Бритоголовый стоял за спиной Сизова и следил за каждым его движением. Когда путевой обходчик зажег фонарь, он сказал ему:
— Красное стекло надо вытащить. Я думаю, нам сигнал остановки не потребуется. Факел, свечи и петарды тоже дома оставьте.
После этого он обыскал карманы Сизова и коротко бросил:
— Пошли.
Ласково и осторожно выходила из лесу ночь, покрывая все теплыми тенями. Где-то в горах грохотал поезд. Сизов задумался. Острая, щемящая жалость к себе подступила к горлу тяжелым, обжигающим комом. Всю жизнь судьба не баловала его. За всю жизнь он не слышал от людей ни одного искренне дружеского слова. Люди не верили ему…

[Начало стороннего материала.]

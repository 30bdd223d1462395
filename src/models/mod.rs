// ABOUTME: Data models for profiles, plans and per-user session records
// ABOUTME: Shared by the plan services, the session store and the HTTP routes
//
// SPDX-License-Identifier: MIT OR Apache-2.0
// Copyright (c) 2025 Pierre Fitness Intelligence

//! # Data Models
//!
//! - **profile**: free-form [`UserProfile`]
//! - **plan**: [`PlanKind`], [`PlanRequest`], and the [`PlanResult`] sum type that
//!   separates model output from static fallback content
//! - **session**: [`PlanEntry`], [`ProgressEntry`], [`SessionRecord`] and the export document

/// Plan kinds, requests and results
pub mod plan;
/// User fitness profile
pub mod profile;
/// Per-user session records
pub mod session;

pub use plan::{
    DietPlan, Exercise, FallbackPlan, MacroSplit, MealSlot, PlanKind, PlanRequest, PlanResult,
    PlanSource, WorkoutPlan,
};
pub use profile::UserProfile;
pub use session::{
    new_entry_id, EntryStatus, PlanEntry, ProgressEntry, ProgressKind, SessionRecord,
    StoredProfile, UserDataExport, WorkoutCompletion,
};
// ABOUTME: Integration tests for environment-driven server configuration
// ABOUTME: Validates defaults, overrides, port parsing errors and credential handling
//
// SPDX-License-Identifier: MIT OR Apache-2.0
// Copyright (c) 2025 Pierre Fitness Intelligence

#![allow(clippy::unwrap_used, clippy::expect_used, clippy::panic)]
#![allow(missing_docs)]

use fitcoach_server::config::{Environment, LogLevel, ServerConfig};
use fitcoach_server::llm::OpenRouterConfig;
use serial_test::serial;
use std::env;
use std::time::Duration;

const MANAGED_VARS: [&str; 12] = [
    "PORT",
    "HTTP_PORT",
    "HOST",
    "ENVIRONMENT",
    "RUST_LOG",
    "OPENROUTER_API_KEY",
    "OPENROUTER_BASE_URL",
    "OPENROUTER_MODEL",
    "OPENROUTER_REFERER",
    "OPENROUTER_TITLE",
    "OPENROUTER_TIMEOUT_SECS",
    "CORS_ALLOWED_ORIGINS",
];

fn clear_env() {
    for key in MANAGED_VARS {
        env::remove_var(key);
    }
}

#[test]
#[serial]
fn test_defaults_without_environment() {
    clear_env();
    let config = ServerConfig::from_env().unwrap();

    assert_eq!(config.http_port, 10000);
    assert_eq!(config.host, "0.0.0.0");
    assert_eq!(config.environment, Environment::Development);
    assert_eq!(config.log_level, LogLevel::Info);
    assert!(!config.openrouter.has_api_key());
    assert_eq!(config.openrouter.base_url, "https://openrouter.ai/api/v1");
    assert_eq!(config.openrouter.model, "deepseek/deepseek-r1:free");
    assert_eq!(config.openrouter.referer, "http://localhost:5000");
    assert_eq!(config.openrouter.title, "FitCoach AI");
    assert_eq!(config.openrouter.timeout(), Duration::from_secs(30));
    assert_eq!(config.cors.allowed_origins, vec!["*"]);
    assert!(OpenRouterConfig::from_server_config(&config).is_none());
}

#[test]
#[serial]
fn test_overrides_from_environment() {
    clear_env();
    env::set_var("PORT", "8080");
    env::set_var("HOST", "127.0.0.1");
    env::set_var("ENVIRONMENT", "production");
    env::set_var("OPENROUTER_API_KEY", "sk-or-v1-0123456789");
    env::set_var("OPENROUTER_MODEL", "meta-llama/llama-3.1-8b-instruct");
    env::set_var("OPENROUTER_TIMEOUT_SECS", "12");
    env::set_var(
        "CORS_ALLOWED_ORIGINS",
        "https://fitcoach.example.com, https://admin.example.com",
    );

    let config = ServerConfig::from_env().unwrap();
    clear_env();

    assert_eq!(config.http_port, 8080);
    assert_eq!(config.host, "127.0.0.1");
    assert!(config.environment.is_production());
    assert!(config.openrouter.has_api_key());
    assert_eq!(config.openrouter.timeout_secs, 12);
    assert_eq!(
        config.cors.allowed_origins,
        vec!["https://fitcoach.example.com", "https://admin.example.com"]
    );

    let openrouter = OpenRouterConfig::from_server_config(&config).unwrap();
    assert_eq!(openrouter.default_model, "meta-llama/llama-3.1-8b-instruct");
    assert_eq!(openrouter.timeout, Duration::from_secs(12));

    let summary = config.summary();
    assert!(!summary.contains("0123456789"));
    assert!(summary.contains("openrouter=enabled"));
}

#[test]
#[serial]
fn test_http_port_used_when_port_missing() {
    clear_env();
    env::set_var("HTTP_PORT", "9090");
    let config = ServerConfig::from_env().unwrap();
    clear_env();
    assert_eq!(config.http_port, 9090);
}

#[test]
#[serial]
fn test_invalid_port_is_an_error() {
    clear_env();
    env::set_var("PORT", "not-a-port");
    let result = ServerConfig::from_env();
    clear_env();
    assert!(result.is_err());
}

#[test]
#[serial]
fn test_blank_api_key_counts_as_missing() {
    clear_env();
    env::set_var("OPENROUTER_API_KEY", "   ");
    let config = ServerConfig::from_env().unwrap();
    clear_env();
    assert!(!config.openrouter.has_api_key());
}

#[test]
fn test_log_level_parsing() {
    assert_eq!(LogLevel::from_str_or_default("error"), LogLevel::Error);
    assert_eq!(LogLevel::from_str_or_default("warn"), LogLevel::Warn);
    assert_eq!(LogLevel::from_str_or_default("debug"), LogLevel::Debug);
    assert_eq!(LogLevel::from_str_or_default("trace"), LogLevel::Trace);
    assert_eq!(LogLevel::from_str_or_default("invalid"), LogLevel::Info);
    assert_eq!(LogLevel::Warn.to_string(), "warn");
}

#[test]
fn test_environment_parsing() {
    assert_eq!(
        Environment::from_str_or_default("production"),
        Environment::Production
    );
    assert_eq!(Environment::from_str_or_default("prod"), Environment::Production);
    assert_eq!(Environment::from_str_or_default("test"), Environment::Testing);
    assert_eq!(
        Environment::from_str_or_default("anything-else"),
        Environment::Development
    );
    assert!(!Environment::Development.is_production());
}
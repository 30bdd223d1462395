// ABOUTME: Route handlers for saving and reading a user's fitness profile
// ABOUTME: Profiles are stored as submitted and replaced wholesale on every save
//
// SPDX-License-Identifier: MIT OR Apache-2.0
// Copyright (c) 2025 Pierre Fitness Intelligence

use super::default_user_id;
use crate::{errors::AppError, models::UserProfile, resources::ServerResources};
use axum::{
    extract::{Path, State},
    response::IntoResponse,
    routing::{get, post},
    Json, Router,
};
use serde::Deserialize;
use serde_json::json;
use std::sync::Arc;
use tracing::info;

/// Body of `POST /api/save-profile`
#[derive(Debug, Deserialize)]
pub struct SaveProfileRequest {
    /// Profile owner
    #[serde(default = "default_user_id")]
    pub user_id: String,
    /// Profile fields
    #[serde(default)]
    pub profile_data: Option<UserProfile>,
}

/// Profile routes handler
pub struct ProfileRoutes;

impl ProfileRoutes {
    /// Create all profile routes
    pub fn routes(resources: Arc<ServerResources>) -> Router {
        Router::new()
            .route("/api/save-profile", post(Self::handle_save_profile))
            .route("/api/get-profile/:user_id", get(Self::handle_get_profile))
            .with_state(resources)
    }

    async fn handle_save_profile(
        State(resources): State<Arc<ServerResources>>,
        Json(body): Json<SaveProfileRequest>,
    ) -> Result<impl IntoResponse, AppError> {
        info!(user.id = %body.user_id, "Saving profile");
        resources
            .store
            .save_profile(&body.user_id, body.profile_data.unwrap_or_default())
            .await?;

        Ok(Json(json!({
            "success": true,
            "message": "Profile saved successfully"
        })))
    }

    async fn handle_get_profile(
        State(resources): State<Arc<ServerResources>>,
        Path(user_id): Path<String>,
    ) -> Result<impl IntoResponse, AppError> {
        let profile = resources.store.profile(&user_id).await?;
        Ok(Json(json!({
            "success": true,
            "profile": profile
        })))
    }
}
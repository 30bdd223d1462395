// ABOUTME: Health check route handlers for service monitoring and status endpoints
// ABOUTME: Reports liveness, readiness and whether remote plan generation is configured
//
// SPDX-License-Identifier: MIT OR Apache-2.0
// Copyright (c) 2025 Pierre Fitness Intelligence

//! Health check routes for load balancers and uptime monitors

use crate::resources::ServerResources;
use axum::{extract::State, routing::get, Json, Router};
use serde_json::{json, Value};
use std::sync::Arc;

/// Health routes implementation
pub struct HealthRoutes;

impl HealthRoutes {
    /// Create all health check routes
    pub fn routes(resources: Arc<ServerResources>) -> Router {
        Router::new()
            .route("/health", get(Self::handle_health))
            .route("/ready", get(Self::handle_ready))
            .with_state(resources)
    }

    async fn handle_health(State(resources): State<Arc<ServerResources>>) -> Json<Value> {
        Json(json!({
            "status": "healthy",
            "service": crate::constants::service_names::FITCOACH_SERVER,
            "version": env!("CARGO_PKG_VERSION"),
            "remote_plans_enabled": resources.remote_plans_enabled(),
            "timestamp": chrono::Utc::now().to_rfc3339()
        }))
    }

    async fn handle_ready() -> Json<Value> {
        Json(json!({
            "status": "ready",
            "timestamp": chrono::Utc::now().to_rfc3339()
        }))
    }
}
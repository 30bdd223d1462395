// ABOUTME: Integration tests for the in-memory session store
// ABOUTME: Covers insertion order, empty reads, workout completion and export snapshots
//
// SPDX-License-Identifier: MIT OR Apache-2.0
// Copyright (c) 2025 Pierre Fitness Intelligence

#![allow(clippy::unwrap_used, clippy::expect_used, clippy::panic)]

use fitcoach_server::models::{
    EntryStatus, PlanEntry, PlanKind, PlanResult, ProgressEntry, ProgressKind, UserProfile,
    WorkoutCompletion,
};
use fitcoach_server::services::fallback_plan;
use fitcoach_server::store::{InMemorySessionStore, SessionStore};
use serde_json::json;
use std::sync::Arc;

fn store() -> Arc<dyn SessionStore> {
    Arc::new(InMemorySessionStore::new())
}

#[tokio::test]
async fn test_progress_keeps_insertion_order() {
    let store = store();
    for value in 1..=5 {
        store
            .append_progress("u1", ProgressEntry::measurement("weight", Some(json!(value)), None))
            .await
            .unwrap();
    }

    let progress = store.progress("u1").await.unwrap();
    assert_eq!(progress.len(), 5);
    let values: Vec<_> = progress.iter().map(|p| p.value.clone().unwrap()).collect();
    assert_eq!(values, vec![json!(1), json!(2), json!(3), json!(4), json!(5)]);
}

#[tokio::test]
async fn test_unknown_user_reads_are_empty() {
    let store = store();
    assert!(store.workouts("nobody").await.unwrap().is_empty());
    assert!(store.meals("nobody").await.unwrap().is_empty());
    assert!(store.progress("nobody").await.unwrap().is_empty());
    assert!(store.profile("nobody").await.unwrap().is_none());

    let export = store.export("nobody").await.unwrap();
    assert!(export.profile.is_none());
    assert!(export.workouts.is_empty());
    assert!(export.meals.is_empty());
    assert!(export.progress.is_empty());
}

#[tokio::test]
async fn test_users_are_isolated() {
    let store = store();
    store
        .append_progress("alice", ProgressEntry::measurement("weight", Some(json!(60)), None))
        .await
        .unwrap();
    assert!(store.progress("bob").await.unwrap().is_empty());
}

#[tokio::test]
async fn test_duplicates_are_kept() {
    let store = store();
    let entry = PlanEntry::started_workout("general");
    store.append_workout("u1", entry.clone()).await.unwrap();
    store.append_workout("u1", entry).await.unwrap();
    assert_eq!(store.workouts("u1").await.unwrap().len(), 2);
}

#[tokio::test]
async fn test_complete_workout_updates_entry() {
    let store = store();
    let plan = PlanResult::Fallback(fallback_plan(PlanKind::Workout));
    let entry = PlanEntry::generated("workout", plan, UserProfile::default());
    let workout_id = entry.id.clone();
    store.append_workout("u1", entry).await.unwrap();

    let completion = WorkoutCompletion {
        duration: json!(35),
        exercises_completed: vec![json!("Plank"), json!("Push-ups")],
    };
    let updated = store
        .complete_workout("u1", &workout_id, &completion)
        .await
        .unwrap()
        .unwrap();

    assert_eq!(updated.status, EntryStatus::Completed);
    assert_eq!(updated.duration, Some(json!(35)));
    assert_eq!(store.workouts("u1").await.unwrap()[0], updated);
}

#[tokio::test]
async fn test_export_contains_everything() {
    let store = store();
    let profile: UserProfile = serde_json::from_value(json!({"age": 40})).unwrap();
    store.save_profile("u1", profile.clone()).await.unwrap();
    store
        .append_workout("u1", PlanEntry::started_workout("cardio"))
        .await
        .unwrap();
    store
        .append_progress("u1", ProgressEntry::meal_logged("lunch", vec![json!("rice")], json!(650)))
        .await
        .unwrap();

    let export = store.export("u1").await.unwrap();
    assert_eq!(export.profile.unwrap().profile, profile);
    assert_eq!(export.workouts.len(), 1);
    assert!(export.meals.is_empty());
    assert_eq!(export.progress[0].kind, ProgressKind::MealLogged);
}

#[tokio::test]
async fn test_concurrent_appends_are_all_kept() {
    let store = store();
    let mut handles = Vec::new();
    for i in 0..32 {
        let store = Arc::clone(&store);
        handles.push(tokio::spawn(async move {
            store
                .append_progress("u1", ProgressEntry::measurement("steps", Some(json!(i)), None))
                .await
                .unwrap();
        }));
    }
    for handle in handles {
        handle.await.unwrap();
    }
    assert_eq!(store.progress("u1").await.unwrap().len(), 32);
}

Он поднялся на железнодорожную насыпь и посмотрел вниз. В обе стороны перевала блестела под звездами колея. По ее бокам чернел лес. Но вот в темноте, словно выискивая себе дорогу, засверкал луч. Шел резервный паровоз. А через несколько минут паровоз обрушился, как ураган, с грохотом гоня с полотна мелкие камешки и взвихренный песок. Все кругом заволокло удушливым, пахнущим серой дымом, от которого першило в горле. Потом из-за лесу показался другой луч прожектора. Это был поезд.
Теперь бритоголовый стоял в двух шагах от Сизова. Надо было уже поднимать фонарь с белым огнем: «путь свободен». Машинист, ведущий этот поезд, очень бдителен. Он настораживает свое внимание, когда долго нет сигналов путевого обходчика.
Но Василий Николаевич стоял, опустив руки. Он слышал удары своего сердца, чувствовал, как кровь бьется где-то в запястьях.
Раздался гудок паровоза.
— Подними фонарь! — приказал бритоголовый. Василий Николаевич словно окаменел.
— Подними фонарь! — заглушая приближающийся грохот поезда, орал диверсант. Сизов увидел направленное на него дуло пистолета.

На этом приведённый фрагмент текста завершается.